//! Modal input sessions: keyboard text entry and list choice.
//!
//! Sessions are owned by the [`crate::InputController`] and dropped when the
//! mode resolves, whether by confirm or cancel.

use alloc::string::String;
use alloc::vec::Vec;

use crate::keyboard::{Cursor, Key, KeyboardLayout};

/// Text entry result: `None` means the user cancelled ("no value"),
/// which is distinct from confirming an empty string.
pub type TextResult = Option<String>;

/// Choice result: `None` means cancelled, otherwise the picked index.
pub type ChoiceResult = Option<usize>;

/// Characters the input box shows before truncating
pub const VISIBLE_CHARS: usize = 18;

const ELLIPSIS: &str = "...";

/// What pressing the highlighted key did.
#[derive(Debug, Clone, Copy, PartialEq, Eq)]
pub enum KeyPress {
    /// The buffer changed (or a gap was pressed)
    Edited,
    /// The confirm key was pressed
    Confirm,
    /// The cancel key was pressed
    Cancel,
}

/// Keyboard text entry state.
#[derive(Debug, Clone, PartialEq, Eq)]
pub struct InputSession {
    layout: KeyboardLayout,
    buffer: String,
    cursor: Cursor,
}

impl InputSession {
    /// Start with an empty buffer and the cursor on the first cell.
    pub fn new(layout: KeyboardLayout) -> Self {
        Self {
            layout,
            buffer: String::new(),
            cursor: (0, 0),
        }
    }

    /// Entered text
    pub fn buffer(&self) -> &str {
        &self.buffer
    }

    /// Cursor position
    pub fn cursor(&self) -> Cursor {
        self.cursor
    }

    /// Keyboard grid
    pub fn layout(&self) -> &KeyboardLayout {
        &self.layout
    }

    /// Key under the cursor
    pub fn highlighted(&self) -> Key {
        self.layout.key(self.cursor)
    }

    /// Move the cursor up a row
    pub fn cursor_up(&mut self) {
        self.cursor = self.layout.up(self.cursor);
    }

    /// Move the cursor down a row
    pub fn cursor_down(&mut self) {
        self.cursor = self.layout.down(self.cursor);
    }

    /// Move the cursor left, wrapping
    pub fn cursor_left(&mut self) {
        self.cursor = self.layout.left(self.cursor);
    }

    /// Move the cursor right, wrapping
    pub fn cursor_right(&mut self) {
        self.cursor = self.layout.right(self.cursor);
    }

    /// Press the highlighted key.
    pub fn press(&mut self) -> KeyPress {
        match self.highlighted() {
            Key::Char(c) => self.buffer.push(c),
            Key::Space => self.buffer.push(' '),
            Key::Delete => self.backspace(),
            Key::Confirm => return KeyPress::Confirm,
            Key::Cancel => return KeyPress::Cancel,
            Key::Empty => {}
        }
        KeyPress::Edited
    }

    /// Remove the last character, wherever the cursor is.
    pub fn backspace(&mut self) {
        self.buffer.pop();
    }

    /// Close the session and take the buffer. The session is consumed, so
    /// no press can reach it afterwards.
    pub fn finish(self) -> String {
        self.buffer
    }

    /// Buffer as shown in the input box: once it is longer than
    /// [`VISIBLE_CHARS`], a leading ellipsis and the tail that fits.
    pub fn display_text(&self) -> String {
        display_tail(&self.buffer, VISIBLE_CHARS)
    }
}

/// Keep the end of `text` within `width` characters, marking the cut with
/// a leading ellipsis.
pub fn display_tail(text: &str, width: usize) -> String {
    let len = text.chars().count();
    if len <= width {
        return text.into();
    }
    let keep = width.saturating_sub(ELLIPSIS.len());
    let mut out = String::from(ELLIPSIS);
    out.extend(text.chars().skip(len.saturating_sub(keep)));
    out
}

/// List choice state.
#[derive(Debug, Clone, PartialEq, Eq)]
pub struct ChoiceSession {
    title: String,
    candidates: Vec<String>,
    selected: usize,
}

impl ChoiceSession {
    /// Start on the first candidate.
    pub fn new(title: &str, candidates: Vec<String>) -> Self {
        Self {
            title: title.into(),
            candidates,
            selected: 0,
        }
    }

    /// Title bar text
    pub fn title(&self) -> &str {
        &self.title
    }

    /// Candidates, in caller order
    pub fn candidates(&self) -> &[String] {
        &self.candidates
    }

    /// Highlighted index
    pub fn selected(&self) -> usize {
        self.selected
    }

    /// Move the highlight by `delta`, clamped to the list.
    pub fn move_by(&mut self, delta: isize) {
        let last = self.candidates.len().saturating_sub(1);
        self.selected = self.selected.saturating_add_signed(delta).min(last);
    }
}
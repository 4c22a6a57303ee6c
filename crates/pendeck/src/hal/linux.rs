//! spidev + sysfs GPIO backing for the panel and the buttons.
//!
//! Pull-ups on the button lines are not configurable through sysfs; the HAT
//! relies on the Pi's boot-time pull configuration (`gpio=...=pu` in
//! `config.txt`).

use linux_embedded_hal::spidev::{SpiModeFlags, SpidevOptions};
use linux_embedded_hal::sysfs_gpio::Direction;
use linux_embedded_hal::{Delay, SpidevDevice, SysfsPin};
use platform::config::{panel_pins, BUTTON_PINS};
use platform::{BitOrder, GpioButtons, SpiConfig, SpiMode};

use super::HardwareError;
use crate::clock::MonotonicClock;
use crate::display::St7735s;

/// SPI device node the panel sits on (CE0).
pub const SPI_DEVICE: &str = "/dev/spidev0.0";

/// The HAT's ST7735S.
pub type HatPanel = St7735s<SpidevDevice, SysfsPin, SysfsPin, SysfsPin, Delay>;

/// The HAT's eight buttons.
pub type HatButtons = GpioButtons<SysfsPin, MonotonicClock>;

fn spi_options(config: &SpiConfig) -> SpidevOptions {
    let mut mode = match config.mode {
        SpiMode::Mode0 => SpiModeFlags::SPI_MODE_0,
        SpiMode::Mode1 => SpiModeFlags::SPI_MODE_1,
        SpiMode::Mode2 => SpiModeFlags::SPI_MODE_2,
        SpiMode::Mode3 => SpiModeFlags::SPI_MODE_3,
    };
    if config.bit_order == BitOrder::LsbFirst {
        mode |= SpiModeFlags::SPI_LSB_FIRST;
    }
    SpidevOptions::new()
        .bits_per_word(config.bits_per_word)
        .max_speed_hz(config.frequency)
        .mode(mode)
        .build()
}

fn open_spi() -> Result<SpidevDevice, HardwareError> {
    let spi_error = |reason: String| HardwareError::Spi {
        path: SPI_DEVICE.to_string(),
        reason,
    };
    let mut spi = SpidevDevice::open(SPI_DEVICE).map_err(|e| spi_error(format!("{e:?}")))?;
    spi.configure(&spi_options(&SpiConfig::PANEL))
        .map_err(|e| spi_error(e.to_string()))?;
    Ok(spi)
}

fn line(pin: u32, direction: Direction) -> Result<SysfsPin, HardwareError> {
    let gpio_error = |e: linux_embedded_hal::sysfs_gpio::Error| HardwareError::Gpio {
        pin,
        reason: e.to_string(),
    };
    let line = SysfsPin::new(u64::from(pin));
    line.export().map_err(gpio_error)?;
    line.set_direction(direction).map_err(gpio_error)?;
    Ok(line)
}

/// Open the panel's bus and control lines. The controller itself is
/// initialized by the runtime.
pub fn open_panel() -> Result<HatPanel, HardwareError> {
    let spi = open_spi()?;
    let dc = line(panel_pins::DC, Direction::Low)?;
    let rst = line(panel_pins::RST, Direction::High)?;
    let bl = line(panel_pins::BL, Direction::Low)?;
    tracing::info!("panel lines open on {SPI_DEVICE}");
    Ok(St7735s::new(spi, dc, rst, bl, Delay))
}

/// Export the eight button lines as inputs.
pub fn open_buttons(clock: MonotonicClock) -> Result<HatButtons, HardwareError> {
    let [up, down, left, right, center, key1, key2, key3] = BUTTON_PINS;
    let lines = [
        line(up, Direction::In)?,
        line(down, Direction::In)?,
        line(left, Direction::In)?,
        line(right, Direction::In)?,
        line(center, Direction::In)?,
        line(key1, Direction::In)?,
        line(key2, Direction::In)?,
        line(key3, Direction::In)?,
    ];
    Ok(GpioButtons::new(lines, clock))
}
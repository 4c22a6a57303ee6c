//! Pen-Deck launcher.
//!
//! ```bash
//! cargo run -p pendeck                      # headless, logs the screens
//! cargo run -p pendeck --features hardware  # on the Pi with the LCD HAT
//! ```

use std::sync::atomic::{AtomicBool, Ordering};
use std::sync::Arc;

use anyhow::{Context, Result};
use platform::{ButtonSource, NoButtons, PanelDriver};

use pendeck::config::{ConfigStore, SharedConfig};
use pendeck::display::NoPanel;
use pendeck::services::{
    CommandExecutor, ProcSystemInfo, Services, ShellExecutor, SystemNetwork, SystemPower,
    ToolRunner,
};
use pendeck::{logging, MonotonicClock, Runtime};

fn main() -> Result<()> {
    // Subscriber first so config load diagnostics are not lost; the
    // configured level takes over once the file is read.
    let log = logging::init("INFO");
    let store = ConfigStore::from_env();
    log.apply(&store.log_level());
    tracing::info!("config: {}", store.path().display());

    let results = store.results_dir();
    std::fs::create_dir_all(&results)
        .with_context(|| format!("creating results directory {}", results.display()))?;

    let config = store.shared();
    let services = build_services(&config)?;
    let shutdown = Arc::new(AtomicBool::new(false));
    watch_ctrl_c(Arc::clone(&shutdown))?;

    #[cfg(feature = "hardware")]
    {
        use pendeck::hal::linux;
        match linux::open_panel() {
            Ok(panel) => {
                return match linux::open_buttons(MonotonicClock::new()) {
                    Ok(buttons) => run_ui(panel, buttons, services, &shutdown),
                    Err(e) => {
                        tracing::warn!("buttons unavailable ({e}); no input");
                        run_ui(panel, NoButtons, services, &shutdown)
                    }
                };
            }
            Err(e) => tracing::warn!("display hardware unavailable ({e}); running headless"),
        }
    }

    run_ui(NoPanel, NoButtons, services, &shutdown)
}

fn build_services(config: &SharedConfig) -> Result<Services> {
    let executor: Arc<dyn CommandExecutor> =
        Arc::new(ShellExecutor::new().context("starting command executor")?);
    Ok(Services {
        tools: ToolRunner::new(Arc::clone(&executor), Arc::clone(config)),
        network: Box::new(SystemNetwork::new(Arc::clone(&executor), Arc::clone(config))),
        system: Box::new(ProcSystemInfo::new(Arc::clone(&executor))),
        power: Box::new(SystemPower::new(executor)),
    })
}

fn run_ui<P, B>(panel: P, buttons: B, services: Services, shutdown: &AtomicBool) -> Result<()>
where
    P: PanelDriver,
    B: ButtonSource,
{
    let mut runtime = Runtime::new(panel, buttons, MonotonicClock::new(), services)
        .map_err(|e| anyhow::anyhow!("menu catalog invalid: {e}"))?;
    runtime.splash();
    runtime.run(shutdown);
    runtime.shutdown();
    tracing::info!("goodbye");
    Ok(())
}

/// Set `flag` on Ctrl-C / SIGINT.
fn watch_ctrl_c(flag: Arc<AtomicBool>) -> Result<()> {
    let rt = tokio::runtime::Builder::new_current_thread()
        .enable_all()
        .build()
        .context("starting signal runtime")?;
    std::thread::Builder::new()
        .name("ctrl-c".into())
        .spawn(move || {
            rt.block_on(async {
                if let Err(e) = tokio::signal::ctrl_c().await {
                    tracing::error!("cannot listen for Ctrl-C: {e}");
                    return;
                }
                tracing::info!("shutdown requested");
                flag.store(true, Ordering::Relaxed);
            });
        })
        .context("spawning signal thread")?;
    Ok(())
}
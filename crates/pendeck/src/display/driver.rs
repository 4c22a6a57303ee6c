//! ST7735S Hardware Driver
//!
//! Blocking driver for the Sitronix ST7735S controller on the Waveshare
//! 1.44" LCD HAT (128×128, RGB565).
//!
//! # Wiring (Raspberry Pi, BCM numbering)
//!
//! | Signal | Pin | Direction |
//! |--------|-----|-----------|
//! | SCLK   | 11 (SPI0_SCLK) | Host → Panel |
//! | MOSI   | 10 (SPI0_MOSI) | Host → Panel |
//! | CS     | 8 (CE0), managed by `SpiDevice` | Host → Panel |
//! | DC     | 25 | Host → Panel |
//! | RST    | 27 | Host → Panel |
//! | BL     | 24 | Host → Panel |
//!
//! # Frame path
//!
//! ```text
//! PixelBuffer (Rgb888) → RGB565 big-endian → 2A/2B window → 2C → 4 KiB chunks
//! ```
//!
//! The visible area sits at column 2, row 1 of controller RAM; the window
//! commands apply that offset.

use embedded_graphics::prelude::Size;
use embedded_hal::delay::DelayNs;
use embedded_hal::digital::OutputPin;
use embedded_hal::spi::SpiDevice;

use platform::config::{PANEL_HEIGHT, PANEL_WIDTH, PANEL_X_OFFSET, PANEL_Y_OFFSET};
use platform::{PanelDriver, PanelError, PixelBuffer};

// ---------------------------------------------------------------------------
// Constants
// ---------------------------------------------------------------------------

/// Largest single SPI write for pixel data.
pub const CHUNK_SIZE: usize = 4096;

/// Bytes in one full RGB565 frame (128 × 128 × 2).
#[allow(clippy::arithmetic_side_effects)]
pub const FRAME_BYTES: usize = (PANEL_WIDTH * PANEL_HEIGHT * 2) as usize;

// ---------------------------------------------------------------------------
// Command enum
// ---------------------------------------------------------------------------

/// ST7735S command codes used by this driver.
#[repr(u8)]
#[derive(Debug, Clone, Copy, PartialEq, Eq)]
pub enum Command {
    /// Sleep out, then wait 120 ms.
    SleepOut = 0x11,
    /// Display on.
    DisplayOn = 0x29,
    /// Column address set: 4 data bytes (start hi/lo, end hi/lo).
    ColumnAddressSet = 0x2A,
    /// Row address set: 4 data bytes.
    RowAddressSet = 0x2B,
    /// Memory write: pixel data follows.
    MemoryWrite = 0x2C,
    /// Memory data access control (MADCTL): 1 data byte.
    MemoryAccessControl = 0x36,
    /// Interface pixel format: 1 data byte (0x05 = 16 bpp).
    PixelFormat = 0x3A,
    /// Frame rate control, normal mode: 3 data bytes.
    FrameRateNormal = 0xB1,
    /// Frame rate control, idle mode: 3 data bytes.
    FrameRateIdle = 0xB2,
    /// Frame rate control, partial mode: 6 data bytes.
    FrameRatePartial = 0xB3,
    /// Display inversion control: 1 data byte.
    InversionControl = 0xB4,
    /// Power control 1: 3 data bytes.
    PowerControl1 = 0xC0,
    /// Power control 2: 1 data byte.
    PowerControl2 = 0xC1,
    /// Power control 3 (normal mode): 2 data bytes.
    PowerControl3 = 0xC2,
    /// Power control 4 (idle mode): 2 data bytes.
    PowerControl4 = 0xC3,
    /// Power control 5 (partial mode): 2 data bytes.
    PowerControl5 = 0xC4,
    /// VCOM control: 1 data byte.
    VcomControl = 0xC5,
    /// Positive gamma correction: 16 data bytes.
    GammaPositive = 0xE0,
    /// Negative gamma correction: 16 data bytes.
    GammaNegative = 0xE1,
    /// Test command enable: 1 data byte.
    TestCommand = 0xF0,
    /// Disable RAM power save: 1 data byte.
    PowerSaveDisable = 0xF6,
}

/// Vendor register table, sent in order after the hardware reset.
///
/// MADCTL 0x68 = MX|MV (0x60) for the HAT's landscape mounting, plus BGR.
pub const INIT_SEQUENCE: &[(Command, &[u8])] = &[
    (Command::FrameRateNormal, &[0x01, 0x2C, 0x2D]),
    (Command::FrameRateIdle, &[0x01, 0x2C, 0x2D]),
    (Command::FrameRatePartial, &[0x01, 0x2C, 0x2D, 0x01, 0x2C, 0x2D]),
    (Command::InversionControl, &[0x07]),
    (Command::PowerControl1, &[0xA2, 0x02, 0x84]),
    (Command::PowerControl2, &[0xC5]),
    (Command::PowerControl3, &[0x0A, 0x00]),
    (Command::PowerControl4, &[0x8A, 0x2A]),
    (Command::PowerControl5, &[0x8A, 0xEE]),
    (Command::VcomControl, &[0x0E]),
    (
        Command::GammaPositive,
        &[
            0x0F, 0x1A, 0x0F, 0x18, 0x2F, 0x28, 0x20, 0x22, 0x1F, 0x1B, 0x23, 0x37, 0x00, 0x07,
            0x02, 0x10,
        ],
    ),
    (
        Command::GammaNegative,
        &[
            0x0F, 0x1B, 0x0F, 0x17, 0x33, 0x2C, 0x29, 0x2E, 0x30, 0x30, 0x39, 0x3F, 0x00, 0x07,
            0x03, 0x10,
        ],
    ),
    (Command::TestCommand, &[0x01]),
    (Command::PowerSaveDisable, &[0x00]),
    (Command::PixelFormat, &[0x05]),
    (Command::MemoryAccessControl, &[0x68]),
];

/// RST high/low/high hold time (ms)
const RESET_HOLD_MS: u32 = 100;
/// Wait after SleepOut (ms)
const SLEEP_OUT_MS: u32 = 120;
/// Wait after DisplayOn (ms)
const DISPLAY_ON_MS: u32 = 10;

// ---------------------------------------------------------------------------
// Driver struct
// ---------------------------------------------------------------------------

/// ST7735S display driver.
///
/// Generic over:
/// - `SPI`: a blocking [`embedded_hal::spi::SpiDevice`] (manages CS).
/// - `DC`, `RST`, `BL`: [`embedded_hal::digital::OutputPin`] control lines.
/// - `DELAY`: [`embedded_hal::delay::DelayNs`] for reset and wake timing.
///
/// On the Pi supply `linux_embedded_hal::Delay`; in host tests supply
/// `embedded_hal_mock::eh1::delay::NoopDelay`.
pub struct St7735s<SPI, DC, RST, BL, DELAY> {
    spi: SPI,
    dc: DC,
    rst: RST,
    bl: BL,
    delay: DELAY,
    initialized: bool,
}

impl<SPI, DC, RST, BL, DELAY> St7735s<SPI, DC, RST, BL, DELAY>
where
    SPI: SpiDevice,
    DC: OutputPin,
    RST: OutputPin,
    BL: OutputPin,
    DELAY: DelayNs,
{
    /// Create a driver. Nothing is sent until [`PanelDriver::initialize`].
    pub fn new(spi: SPI, dc: DC, rst: RST, bl: BL, delay: DELAY) -> Self {
        Self {
            spi,
            dc,
            rst,
            bl,
            delay,
            initialized: false,
        }
    }

    /// Whether `initialize` has completed successfully.
    pub fn is_initialized(&self) -> bool {
        self.initialized
    }

    /// Give the bus and pins back.
    pub fn release(self) -> (SPI, DC, RST, BL, DELAY) {
        (self.spi, self.dc, self.rst, self.bl, self.delay)
    }

    // -----------------------------------------------------------------------
    // Low-level SPI helpers
    // -----------------------------------------------------------------------

    /// DC low, then one command byte.
    fn send_command(&mut self, cmd: Command) -> Result<(), PanelError> {
        self.dc.set_low().map_err(|_| PanelError::Pin)?;
        self.spi.write(&[cmd as u8]).map_err(|_| PanelError::Bus)
    }

    /// DC high, then the data bytes.
    fn send_data(&mut self, data: &[u8]) -> Result<(), PanelError> {
        if data.is_empty() {
            return Ok(());
        }
        self.dc.set_high().map_err(|_| PanelError::Pin)?;
        self.spi.write(data).map_err(|_| PanelError::Bus)
    }

    fn cmd_data(&mut self, cmd: Command, data: &[u8]) -> Result<(), PanelError> {
        self.send_command(cmd)?;
        self.send_data(data)
    }

    // -----------------------------------------------------------------------
    // Reset
    // -----------------------------------------------------------------------

    /// RST HIGH 100 ms → LOW 100 ms → HIGH 100 ms.
    fn hardware_reset(&mut self) -> Result<(), PanelError> {
        self.rst.set_high().map_err(|_| PanelError::Pin)?;
        self.delay.delay_ms(RESET_HOLD_MS);
        self.rst.set_low().map_err(|_| PanelError::Pin)?;
        self.delay.delay_ms(RESET_HOLD_MS);
        self.rst.set_high().map_err(|_| PanelError::Pin)?;
        self.delay.delay_ms(RESET_HOLD_MS);
        Ok(())
    }

    // -----------------------------------------------------------------------
    // Window
    // -----------------------------------------------------------------------

    /// Set the RAM write window to the visible rectangle `(x0, y0)..=(x1, y1)`.
    fn set_window(&mut self, x0: u16, y0: u16, x1: u16, y1: u16) -> Result<(), PanelError> {
        let (dx, dy) = (u16::from(PANEL_X_OFFSET), u16::from(PANEL_Y_OFFSET));
        let xs = x0.saturating_add(dx).to_be_bytes();
        let xe = x1.saturating_add(dx).to_be_bytes();
        let ys = y0.saturating_add(dy).to_be_bytes();
        let ye = y1.saturating_add(dy).to_be_bytes();
        self.cmd_data(Command::ColumnAddressSet, &[xs[0], xs[1], xe[0], xe[1]])?;
        self.cmd_data(Command::RowAddressSet, &[ys[0], ys[1], ye[0], ye[1]])?;
        self.send_command(Command::MemoryWrite)
    }

    /// Stream pixel bytes after `MemoryWrite`: DC high once, then chunks.
    fn write_pixels(&mut self, bytes: &[u8]) -> Result<(), PanelError> {
        self.dc.set_high().map_err(|_| PanelError::Pin)?;
        for chunk in bytes.chunks(CHUNK_SIZE) {
            self.spi.write(chunk).map_err(|_| PanelError::Bus)?;
        }
        Ok(())
    }
}

impl<SPI, DC, RST, BL, DELAY> PanelDriver for St7735s<SPI, DC, RST, BL, DELAY>
where
    SPI: SpiDevice,
    DC: OutputPin,
    RST: OutputPin,
    BL: OutputPin,
    DELAY: DelayNs,
{
    fn initialize(&mut self) -> Result<(), PanelError> {
        self.initialized = false;
        self.hardware_reset()?;
        self.set_backlight(true)?;

        for (cmd, data) in INIT_SEQUENCE {
            self.cmd_data(*cmd, data)?;
        }

        self.send_command(Command::SleepOut)?;
        self.delay.delay_ms(SLEEP_OUT_MS);
        self.send_command(Command::DisplayOn)?;
        self.delay.delay_ms(DISPLAY_ON_MS);

        self.initialized = true;
        Ok(())
    }

    fn paint(&mut self, frame: PixelBuffer) -> Result<(), PanelError> {
        if !self.initialized {
            return Err(PanelError::NotInitialized);
        }
        if frame.width() != PANEL_WIDTH || frame.height() != PANEL_HEIGHT {
            return Err(PanelError::FrameSize {
                width: frame.width(),
                height: frame.height(),
            });
        }

        // PANEL_WIDTH/HEIGHT are 128: the casts cannot truncate.
        #[allow(clippy::cast_possible_truncation, clippy::arithmetic_side_effects)]
        let (x1, y1) = ((PANEL_WIDTH - 1) as u16, (PANEL_HEIGHT - 1) as u16);
        self.set_window(0, 0, x1, y1)?;
        self.write_pixels(&frame.to_rgb565_bytes())
    }

    fn size(&self) -> Size {
        Size::new(PANEL_WIDTH, PANEL_HEIGHT)
    }

    fn set_backlight(&mut self, on: bool) -> Result<(), PanelError> {
        if on {
            self.bl.set_high().map_err(|_| PanelError::Pin)
        } else {
            self.bl.set_low().map_err(|_| PanelError::Pin)
        }
    }
}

# Problem to solve
In the entries above, restate word for word the lines between the one holding "pub fn layout(&self)" and the one holding "pub fn cursor_right(&mut", inclusive, and nothing besides.

# Solution to the problem
    pub fn layout(&self) -> &KeyboardLayout {
        &self.layout
    }

    /// Key under the cursor
    pub fn highlighted(&self) -> Key {
        self.layout.key(self.cursor)
    }

    /// Move the cursor up a row
    pub fn cursor_up(&mut self) {
        self.cursor = self.layout.up(self.cursor);
    }

    /// Move the cursor down a row
    pub fn cursor_down(&mut self) {
        self.cursor = self.layout.down(self.cursor);
    }

    /// Move the cursor left, wrapping
    pub fn cursor_left(&mut self) {
        self.cursor = self.layout.left(self.cursor);
    }

    /// Move the cursor right, wrapping
    pub fn cursor_right(&mut self) {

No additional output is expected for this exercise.